Variability of some other features were emphasised by Perkins (1984). He remarked that the collar of some species change during development from a 4-lobed structure on juveniles to a 1 or 2 lobed structure on adults, which cannot be corroborated in this study. In many specimens of N. nigroincrustata sp. n., reviewed here (six types and 14 additional specimens), the ventral margin of the collar is always entire, but it has two variations: even in height (as lateral margins of collar) or slightly higher than lateral margins of collar; and the lateral collar margins can be even in height or asymmetrical V-shaped.

As stated by Perkins (1984), in juveniles, the position and organisation of ocelli are not diagnostic. It was also corroborated in N. californica where juveniles have five ocelli or up to 16 ocelli in adults (see below). In addition, the length of the basal lamina (or radiolar lobes) is also variable as demonstrated in this study by N. nigroincrustata sp. n.

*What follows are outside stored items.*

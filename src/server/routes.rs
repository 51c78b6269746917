//! Route definitions and handlers.
//!
//! Handlers snapshot the current client from the session manager and
//! forward; they do not validate command names or payloads beyond JSON
//! shape. Client errors come back as a JSON body with an HTTP status of
//! 400 for caller mistakes and 500 for everything else.

use std::sync::Arc;

use axum::{
    extract::State,
    http::StatusCode,
    response::{IntoResponse, Redirect, Response},
    routing::{delete, get, post},
    Json, Router,
};
use serde::Deserialize;
use serde_json::{json, Value};
use tower_http::trace::TraceLayer;
use tracing::error;

use crate::alexa::AlexaError;
use crate::session::SessionManager;
use crate::utils::url::extract_login_url;

pub type BridgeState = Arc<SessionManager>;

/// Create the router with all endpoints
pub fn create_router(state: BridgeState) -> Router {
    Router::new()
        .route("/", get(status))
        .route("/reconnect", get(reconnect))
        .route("/clearCookies", delete(clear_cookies))
        .route("/names", get(names))
        .route("/getAuthenticationDetails", get(get_authentication_details))
        .route("/checkAuthentication", get(check_authentication))
        .route("/getUsersMe", get(get_users_me))
        .route("/getHousehold", get(get_household))
        .route("/getDevices", get(get_devices))
        .route("/getSmarthomeDevices", get(get_smarthome_devices))
        .route("/getMusicProviders", get(get_music_providers))
        .route("/sendCommand", post(send_command))
        .route("/speak", post(speak))
        .route("/playMusicProvider", post(play_music_provider))
        .layer(TraceLayer::new_for_http())
        .with_state(state)
}

/// Client error translated to an HTTP response
struct ApiFailure(AlexaError);

impl From<AlexaError> for ApiFailure {
    fn from(err: AlexaError) -> Self {
        Self(err)
    }
}

impl IntoResponse for ApiFailure {
    fn into_response(self) -> Response {
        let status = if self.0.is_caller_error() {
            StatusCode::BAD_REQUEST
        } else {
            StatusCode::INTERNAL_SERVER_ERROR
        };
        let body = json!({
            "error": self.0.kind(),
            "message": self.0.to_string(),
            "code": status.as_u16(),
        });
        (status, Json(body)).into_response()
    }
}

// ============================================================================
// Request bodies
// ============================================================================

#[derive(Debug, Deserialize)]
#[serde(rename_all = "camelCase")]
struct SendCommandRequest {
    serial_or_name: String,
    command: String,
    #[serde(default)]
    value: Value,
}

#[derive(Debug, Deserialize)]
#[serde(rename_all = "camelCase")]
struct SpeakRequest {
    serial_or_name: String,
    text: String,
}

#[derive(Debug, Deserialize)]
#[serde(rename_all = "camelCase")]
struct PlayMusicProviderRequest {
    serial_or_name: String,
    provider_id: String,
    search_phrase: String,
}

// ============================================================================
// Connection handlers
// ============================================================================

async fn status(State(state): State<BridgeState>) -> String {
    match state.connected_at() {
        Some(at) => format!("Connected to Alexa since {}", at.to_rfc3339()),
        None => "Not connected. Use /reconnect to sign in and establish a session.".to_string(),
    }
}

/// Rebuild the client from the stored cookie. When the client reports a
/// sign-in is needed, its error text carries the login helper URL; redirect
/// the caller there instead of echoing the error.
async fn reconnect(State(state): State<BridgeState>) -> Response {
    match state.connect().await {
        Ok(()) => "alexa connection was reinitialized".into_response(),
        Err(e) => {
            let message = e.to_string();
            match extract_login_url(&message) {
                Some(url) => Redirect::temporary(url).into_response(),
                None => format!("Error reinitializing: {}", message).into_response(),
            }
        }
    }
}

async fn clear_cookies(State(state): State<BridgeState>) -> Response {
    match state.clear_session_files() {
        Ok(()) => StatusCode::NO_CONTENT.into_response(),
        Err(e) => {
            error!(error = %e, "Failed to clear session files");
            let body = json!({
                "error": "io",
                "message": e.to_string(),
                "code": 500,
            });
            (StatusCode::INTERNAL_SERVER_ERROR, Json(body)).into_response()
        }
    }
}

// ============================================================================
// Query handlers
// ============================================================================

async fn names(State(state): State<BridgeState>) -> Result<Json<Value>, ApiFailure> {
    Ok(Json(state.client()?.names()))
}

async fn get_authentication_details(
    State(state): State<BridgeState>,
) -> Result<Json<Value>, ApiFailure> {
    Ok(Json(state.client()?.authentication_details()))
}

/// Always answers 200; "not connected" and "probe failed" both read as
/// not authenticated.
async fn check_authentication(State(state): State<BridgeState>) -> Json<Value> {
    let authenticated = match state.client() {
        Ok(client) => client.check_authentication().await,
        Err(_) => false,
    };
    Json(json!({ "authenticated": authenticated }))
}

async fn get_users_me(State(state): State<BridgeState>) -> Result<Json<Value>, ApiFailure> {
    Ok(Json(state.client()?.get_users_me().await?))
}

async fn get_household(State(state): State<BridgeState>) -> Result<Json<Value>, ApiFailure> {
    Ok(Json(state.client()?.get_household().await?))
}

async fn get_devices(State(state): State<BridgeState>) -> Result<Json<Value>, ApiFailure> {
    Ok(Json(state.client()?.get_devices().await?))
}

async fn get_smarthome_devices(
    State(state): State<BridgeState>,
) -> Result<Json<Value>, ApiFailure> {
    Ok(Json(state.client()?.get_smarthome_devices().await?))
}

async fn get_music_providers(State(state): State<BridgeState>) -> Result<Json<Value>, ApiFailure> {
    Ok(Json(state.client()?.get_music_providers().await?))
}

// ============================================================================
// Command handlers
// ============================================================================

/// Forwards the command name verbatim; the client's dispatch table is the
/// one place unknown names are rejected.
async fn send_command(
    State(state): State<BridgeState>,
    Json(req): Json<SendCommandRequest>,
) -> Result<StatusCode, ApiFailure> {
    state
        .client()?
        .send_sequence_command(&req.serial_or_name, &req.command, &req.value)
        .await?;
    Ok(StatusCode::OK)
}

async fn speak(
    State(state): State<BridgeState>,
    Json(req): Json<SpeakRequest>,
) -> Result<StatusCode, ApiFailure> {
    state
        .client()?
        .send_sequence_command(&req.serial_or_name, "speak", &Value::String(req.text))
        .await?;
    Ok(StatusCode::OK)
}

async fn play_music_provider(
    State(state): State<BridgeState>,
    Json(req): Json<PlayMusicProviderRequest>,
) -> Result<Json<Value>, ApiFailure> {
    let result = state
        .client()?
        .play_music_provider(&req.serial_or_name, &req.provider_id, &req.search_phrase)
        .await?;
    Ok(Json(result))
}

#[cfg(test)]
mod tests {
    use super::*;

    #[test]
    fn test_caller_errors_map_to_400() {
        let response = ApiFailure(AlexaError::UnknownCommand("dance".into())).into_response();
        assert_eq!(response.status(), StatusCode::BAD_REQUEST);

        let response = ApiFailure(AlexaError::UnknownDevice("Attic".into())).into_response();
        assert_eq!(response.status(), StatusCode::BAD_REQUEST);
    }

    #[test]
    fn test_other_errors_map_to_500() {
        let response = ApiFailure(AlexaError::NotConnected).into_response();
        assert_eq!(response.status(), StatusCode::INTERNAL_SERVER_ERROR);

        let response = ApiFailure(AlexaError::Unauthorized).into_response();
        assert_eq!(response.status(), StatusCode::INTERNAL_SERVER_ERROR);
    }

    #[test]
    fn test_send_command_body_is_camel_case() {
        let json = r#"{"serialOrName": "Kitchen", "command": "speak", "value": "Hi"}"#;
        let req: SendCommandRequest = serde_json::from_str(json).expect("Failed to parse body");
        assert_eq!(req.serial_or_name, "Kitchen");
        assert_eq!(req.command, "speak");
        assert_eq!(req.value, json!("Hi"));
    }

    #[test]
    fn test_send_command_value_is_optional() {
        let json = r#"{"serialOrName": "Kitchen", "command": "weather"}"#;
        let req: SendCommandRequest = serde_json::from_str(json).expect("Failed to parse body");
        assert_eq!(req.value, Value::Null);
    }

    #[test]
    fn test_play_music_provider_body() {
        let json = r#"{"serialOrName": "Kitchen", "providerId": "AMAZON_MUSIC", "searchPhrase": "Happy birthday"}"#;
        let req: PlayMusicProviderRequest =
            serde_json::from_str(json).expect("Failed to parse body");
        assert_eq!(req.provider_id, "AMAZON_MUSIC");
        assert_eq!(req.search_phrase, "Happy birthday");
    }
}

Perkins (1984) also stated that minute mucros were sometimes observed on the concave side of the thoracic palea (to N. nudicollis see Perkins 1984 [figure 28E-F]). These were apparently not developed or were broken. In Nishi et al. (2017) [figure 3B-C], the thoracic palea analysed under a Scanning Electron Microscopy (SEM) showed a small scar on the top (not in the concave side of palea), but these went unnoticed or not mentioned. In this study, mucros or scars in the thoracic palea were not detected in Mexican specimens; perhaps, if present, these are only detectable under SEM. In contrast, possibly the length of the mucro of paleae from the anterior half of the abdomen might be useful for distinguishing species, as well as the shape of chaetae from the posterior half of the abdomen.